(Collected data)
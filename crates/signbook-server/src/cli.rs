use std::{net::SocketAddr, path::PathBuf};

use clap::{Parser, Subcommand};

/// CLI surface definition.
#[derive(Parser, Debug)]
#[command(
    name = "signbook",
    about = "Account sign-up and login service backed by a CSV file",
    version,
    propagate_version = true
)]
pub struct Cli {
    /// Optional subcommand; defaults to serving HTTP when absent.
    #[command(subcommand)]
    pub command: Option<Command>,
}

#[derive(Subcommand, Debug, Clone, PartialEq, Eq)]
pub enum Command {
    /// Serve the HTTP API until interrupted.
    Serve(ServeArgs),
    /// Print version and exit.
    Version,
    /// Check that the user table exists and parses.
    Health,
    /// Print every registered user (passwords omitted).
    Users,
    /// Manage service configuration.
    #[command(subcommand)]
    Config(ConfigCommand),
}

#[derive(clap::Args, Debug, Clone, Default, PartialEq, Eq)]
pub struct ServeArgs {
    /// Address to bind, e.g. 127.0.0.1:8000.
    #[arg(long)]
    pub listen: Option<SocketAddr>,
    /// Path of the CSV user table.
    #[arg(long)]
    pub data_file: Option<PathBuf>,
}

#[derive(Subcommand, Debug, Clone, PartialEq, Eq)]
pub enum ConfigCommand {
    /// Create a default config file if one does not exist.
    Init,
}

#[cfg(test)]
mod tests {
    use super::*;

    #[test]
    fn defaults_to_serve_when_missing_subcommand() {
        let cli = Cli::try_parse_from(["signbook"]).expect("parse should succeed");
        assert_eq!(cli.command, None);
    }

    #[test]
    fn parses_serve_overrides() {
        let cli = Cli::try_parse_from([
            "signbook",
            "serve",
            "--listen",
            "0.0.0.0:9000",
            "--data-file",
            "/tmp/users.csv",
        ])
        .expect("parse should succeed");
        assert_eq!(
            cli.command,
            Some(Command::Serve(ServeArgs {
                listen: Some("0.0.0.0:9000".parse().expect("addr")),
                data_file: Some(PathBuf::from("/tmp/users.csv")),
            }))
        );
    }

    #[test]
    fn rejects_bad_listen_address() {
        assert!(Cli::try_parse_from(["signbook", "serve", "--listen", "nope"]).is_err());
    }

    #[test]
    fn parses_health_subcommand() {
        let cli = Cli::try_parse_from(["signbook", "health"]).expect("parse should succeed");
        assert_eq!(cli.command, Some(Command::Health));
    }

    #[test]
    fn parses_config_init_subcommand() {
        let cli =
            Cli::try_parse_from(["signbook", "config", "init"]).expect("parse should succeed");
        assert_eq!(cli.command, Some(Command::Config(ConfigCommand::Init)));
    }
}
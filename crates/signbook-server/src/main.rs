mod api;
mod cli;
mod config;
mod storage;

use std::sync::Arc;

use crate::cli::{ConfigCommand, ServeArgs};
use clap::Parser;
use color_eyre::Result;
use signbook_accounts::AccountService;
use signbook_core::{accounts::Accounts, store::RecordStore};
use tokio::net::TcpListener;
use tracing::{info, warn};
use tracing_subscriber::{layer::SubscriberExt, util::SubscriberInitExt, EnvFilter};

/// Entry point wiring the CLI to the HTTP server and admin commands.
#[tokio::main]
async fn main() -> Result<()> {
    color_eyre::install()?;
    init_tracing();

    let cli = cli::Cli::parse();
    let config = config::load()?;
    match cli
        .command
        .unwrap_or(cli::Command::Serve(ServeArgs::default()))
    {
        cli::Command::Serve(args) => serve(&config, &args).await?,
        cli::Command::Version => print_version(),
        cli::Command::Health => run_health_check(&config).await?,
        cli::Command::Users => print_users(&config).await?,
        cli::Command::Config(ConfigCommand::Init) => init_config(&config)?,
    }

    Ok(())
}

fn init_tracing() {
    // Respect user-provided filters, default to info to avoid noisy stdout.
    let env_filter = EnvFilter::try_from_default_env().unwrap_or_else(|_| EnvFilter::new("info"));
    let fmt_layer = tracing_subscriber::fmt::layer().with_target(false);
    tracing_subscriber::registry()
        .with(env_filter)
        .with(fmt_layer)
        .init();
}

fn print_version() {
    println!("signbook {}", env!("CARGO_PKG_VERSION"));
}

async fn serve(config: &config::Config, args: &ServeArgs) -> Result<()> {
    let settings = config::Settings::resolve(config, args)?;
    let store = storage::store_from_settings(&settings);
    store
        .ensure_initialized()
        .await
        .map_err(|e| color_eyre::eyre::eyre!(e.to_string()))?;

    let accounts: Arc<dyn Accounts> = Arc::new(AccountService::new(store));
    let app = api::router(accounts, settings.cors_origin.as_deref())?;

    let listener = TcpListener::bind(settings.listen).await?;
    info!(addr = %settings.listen, data_file = ?settings.data_file, "server listening");
    axum::serve(listener, app)
        .with_graceful_shutdown(shutdown_signal())
        .await?;
    info!("server stopped");
    Ok(())
}

async fn shutdown_signal() {
    if let Err(err) = tokio::signal::ctrl_c().await {
        warn!("failed to listen for ctrl-c, serving until killed: {err}");
        std::future::pending::<()>().await;
    }
}

/// Runs a quick health check of the user table.
async fn run_health_check(config: &config::Config) -> Result<()> {
    let settings = config::Settings::resolve(config, &ServeArgs::default())?;
    let store = storage::store_from_settings(&settings);
    let count = run_store_health(&store).await?;
    println!("Storage: ok ({count} users in {})", settings.data_file.display());
    Ok(())
}

async fn run_store_health<S: RecordStore>(store: &S) -> Result<usize> {
    store
        .ensure_initialized()
        .await
        .map_err(|e| color_eyre::eyre::eyre!(e.to_string()))?;
    let records = store
        .read_all()
        .await
        .map_err(|e| color_eyre::eyre::eyre!(e.to_string()))?;
    Ok(records.len())
}

async fn print_users(config: &config::Config) -> Result<()> {
    let settings = config::Settings::resolve(config, &ServeArgs::default())?;
    let accounts = AccountService::new(storage::store_from_settings(&settings));
    let lines = user_lines(&accounts).await?;
    if lines.is_empty() {
        println!("No users yet.");
        return Ok(());
    }
    for line in lines {
        println!("{line}");
    }
    Ok(())
}

async fn user_lines(accounts: &dyn Accounts) -> Result<Vec<String>> {
    let users = accounts
        .list_users()
        .await
        .map_err(|e| color_eyre::eyre::eyre!(e.to_string()))?;
    Ok(users
        .into_iter()
        .map(|u| format!("{} <{}> phone={} gender={}", u.name, u.email, u.phone, u.gender))
        .collect())
}

fn init_config(config: &config::Config) -> Result<()> {
    let path = config::write_default_if_missing(config)?;
    println!("Config initialized at {}", path.display());
    Ok(())
}

#[cfg(test)]
mod tests {
    use signbook_core::{accounts::NewAccount, store::InMemoryRecordStore};
    use signbook_storage::csv_file_store::CsvFileStore;

    use super::*;

    #[tokio::test]
    async fn health_check_creates_and_reads_table() {
        let dir = tempfile::tempdir().expect("tempdir");
        let store = CsvFileStore::new(dir.path().join("users.csv"));
        let count = run_store_health(&store)
            .await
            .expect("health check should succeed");
        assert_eq!(count, 0);
        assert!(store.path().exists());
    }

    #[tokio::test]
    async fn user_lines_omit_passwords() {
        let accounts = AccountService::new(InMemoryRecordStore::new());
        accounts
            .register(NewAccount {
                name: "Ann".into(),
                email: "a@x.com".into(),
                phone: "1234567890".into(),
                password: "pass12".into(),
                gender: "female".into(),
            })
            .await
            .expect("register");

        let lines = user_lines(&accounts).await.expect("lines");
        assert_eq!(lines, vec!["Ann <a@x.com> phone=1234567890 gender=female"]);
        assert!(!lines[0].contains("pass12"));
    }
}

§ EXERCISE REQUIREMENTS:
Reproduce verbatim the lines above, from the line with "pub enum Command" through the line with "pub enum ConfigCommand".

§ ANSWER TO THE PROBLEM:
pub enum Command {
    /// Serve the HTTP API until interrupted.
    Serve(ServeArgs),
    /// Print version and exit.
    Version,
    /// Check that the user table exists and parses.
    Health,
    /// Print every registered user (passwords omitted).
    Users,
    /// Manage service configuration.
    #[command(subcommand)]
    Config(ConfigCommand),
}

#[derive(clap::Args, Debug, Clone, Default, PartialEq, Eq)]
pub struct ServeArgs {
    /// Address to bind, e.g. 127.0.0.1:8000.
    #[arg(long)]
    pub listen: Option<SocketAddr>,
    /// Path of the CSV user table.
    #[arg(long)]
    pub data_file: Option<PathBuf>,
}

#[derive(Subcommand, Debug, Clone, PartialEq, Eq)]
pub enum ConfigCommand {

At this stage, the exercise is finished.